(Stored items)
☆ ☆ ☆ ☆ ☆

use super::*;

fn sample_asset() -> Asset {
    Asset {
        id: "a-1".to_owned(),
        asset_no: "FA-0042".to_owned(),
        line_no: "7".to_owned(),
        asset_name: "Hydraulic Pump".to_owned(),
        condition: "Good".to_owned(),
        category_code: "MCH".to_owned(),
        acq_value: Some(1250.0),
        book_value: Some(800.0),
        pis_date: "2023-04-01".to_owned(),
        trans_date: String::new(),
        images: vec!["pump.jpg".to_owned()],
    }
}

// =============================================================
// Asset form lifecycle
// =============================================================

#[test]
fn default_state_is_closed_and_idle() {
    let s = AssetFormState::default();
    assert!(!s.show_form);
    assert_eq!(s.phase, SubmitPhase::Idle);
    assert!(s.editing_id.is_none());
    assert!(s.error.is_none());
}

#[test]
fn start_create_opens_a_blank_draft() {
    let mut s = AssetFormState::default();
    s.draft.asset_name = "leftover".to_owned();
    s.start_create();
    assert!(s.show_form);
    assert!(s.editing_id.is_none());
    assert_eq!(s.draft, AssetFormValues::default());
}

#[test]
fn start_edit_loads_the_asset_values() {
    let mut s = AssetFormState::default();
    s.start_edit(&sample_asset());
    assert!(s.show_form);
    assert_eq!(s.editing_id.as_deref(), Some("a-1"));
    assert_eq!(s.draft.asset_no, "FA-0042");
    assert_eq!(s.draft.asset_name, "Hydraulic Pump");
    assert_eq!(s.draft.acq_value, Some(1250.0));
    assert_eq!(s.draft.images, ["pump.jpg"]);
}

#[test]
fn cancel_discards_the_draft_and_closes() {
    let mut s = AssetFormState::default();
    s.start_edit(&sample_asset());
    s.cancel();
    assert_eq!(s, AssetFormState::default());
}

// =============================================================
// Submission phases
// =============================================================

#[test]
fn begin_submit_suppresses_reentry_while_submitting() {
    let mut s = AssetFormState::default();
    s.start_create();
    assert!(s.begin_submit());
    assert_eq!(s.phase, SubmitPhase::Submitting);
    assert!(!s.begin_submit());
}

#[test]
fn begin_submit_clears_a_previous_error() {
    let mut s = AssetFormState::default();
    s.start_create();
    s.finish_failure("boom".to_owned());
    assert!(s.begin_submit());
    assert!(s.error.is_none());
}

#[test]
fn finish_failure_keeps_the_draft_and_the_form_open() {
    let mut s = AssetFormState::default();
    s.start_edit(&sample_asset());
    assert!(s.begin_submit());
    s.finish_failure("network error: timeout".to_owned());
    assert_eq!(s.phase, SubmitPhase::Idle);
    assert!(s.show_form);
    assert_eq!(s.editing_id.as_deref(), Some("a-1"));
    assert_eq!(s.draft.asset_name, "Hydraulic Pump");
    assert_eq!(s.error.as_deref(), Some("network error: timeout"));
}

#[test]
fn finish_success_resets_everything() {
    let mut s = AssetFormState::default();
    s.start_edit(&sample_asset());
    assert!(s.begin_submit());
    s.finish_success();
    assert_eq!(s, AssetFormState::default());
}

#[test]
fn retry_after_failure_is_allowed() {
    let mut s = AssetFormState::default();
    s.start_create();
    assert!(s.begin_submit());
    s.finish_failure("boom".to_owned());
    assert!(s.begin_submit());
}

// =============================================================
// Validation and field parsing
// =============================================================

#[test]
fn validate_requires_an_asset_name() {
    let mut values = AssetFormValues::default();
    assert!(values.validate().is_err());
    values.asset_name = "   ".to_owned();
    assert!(values.validate().is_err());
    values.asset_name = "Pump".to_owned();
    assert!(values.validate().is_ok());
}

#[test]
fn parse_amount_treats_blank_and_junk_as_none() {
    assert_eq!(parse_amount(""), None);
    assert_eq!(parse_amount("   "), None);
    assert_eq!(parse_amount("abc"), None);
    assert_eq!(parse_amount("12.5"), Some(12.5));
    assert_eq!(parse_amount(" 40 "), Some(40.0));
}

#[test]
fn asset_draft_serializes_camel_case() {
    let draft = AssetFormValues {
        asset_no: "FA-1".to_owned(),
        asset_name: "Pump".to_owned(),
        acq_value: Some(10.0),
        ..AssetFormValues::default()
    };
    let value = serde_json::to_value(&draft).expect("draft serializes");
    assert_eq!(value["assetNo"], "FA-1");
    assert_eq!(value["assetName"], "Pump");
    assert_eq!(value["acqValue"], 10.0);
}

// =============================================================
// Inspection entry
// =============================================================

#[test]
fn inspection_draft_binds_the_asset_and_prefills() {
    let d = InspectionDraft::for_asset("a-1", "Pat", "2026-08-06");
    assert_eq!(d.asset_id, "a-1");
    assert_eq!(d.checked_by, "Pat");
    assert_eq!(d.check_date, "2026-08-06");
    assert_eq!(d.status, "Good");
    assert!(d.remarks.is_empty());
}

#[test]
fn inspection_draft_serializes_camel_case() {
    let d = InspectionDraft::for_asset("a-1", "Pat", "2026-08-06");
    let value = serde_json::to_value(&d).expect("draft serializes");
    assert_eq!(value["assetId"], "a-1");
    assert_eq!(value["checkedBy"], "Pat");
    assert_eq!(value["checkDate"], "2026-08-06");
}

#[test]
fn inspection_validate_requires_asset_and_condition() {
    let mut d = InspectionDraft::default();
    assert!(d.validate().is_err());
    d.asset_id = "a-1".to_owned();
    assert!(d.validate().is_err());
    d.status = "Poor".to_owned();
    assert!(d.validate().is_ok());
}

#[test]
fn inspection_failure_keeps_the_draft_for_correction() {
    let mut s = InspectionFormState::new(InspectionDraft::for_asset("a-1", "Pat", "2026-08-06"));
    s.draft.remarks = "hairline crack".to_owned();
    assert!(s.begin_submit());
    s.finish_failure("invalid condition".to_owned());
    assert_eq!(s.phase, SubmitPhase::Idle);
    assert_eq!(s.draft.remarks, "hairline crack");
    assert_eq!(s.error.as_deref(), Some("invalid condition"));
}

#[test]
fn inspection_success_resets_to_a_fresh_prefilled_draft() {
    let mut s = InspectionFormState::new(InspectionDraft::for_asset("a-1", "Pat", "2026-08-06"));
    s.draft.status = "Broken".to_owned();
    s.draft.remarks = "seized bearing".to_owned();
    assert!(s.begin_submit());
    s.finish_success();
    assert_eq!(s.phase, SubmitPhase::Idle);
    assert_eq!(s.draft.asset_id, "a-1");
    assert_eq!(s.draft.checked_by, "Pat");
    assert_eq!(s.draft.status, "Good");
    assert!(s.draft.remarks.is_empty());
    assert!(s.error.is_none());
}

#[test]
fn inspection_double_submit_is_suppressed() {
    let mut s = InspectionFormState::new(InspectionDraft::for_asset("a-1", "Pat", "2026-08-06"));
    assert!(s.begin_submit());
    assert!(!s.begin_submit());
}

☆ ☆ ☆ ☆ ☆

**Problem description:** In the entries above, how many lines hold the word "images"? Answer with the number only.

**Answer for this exercise:** 2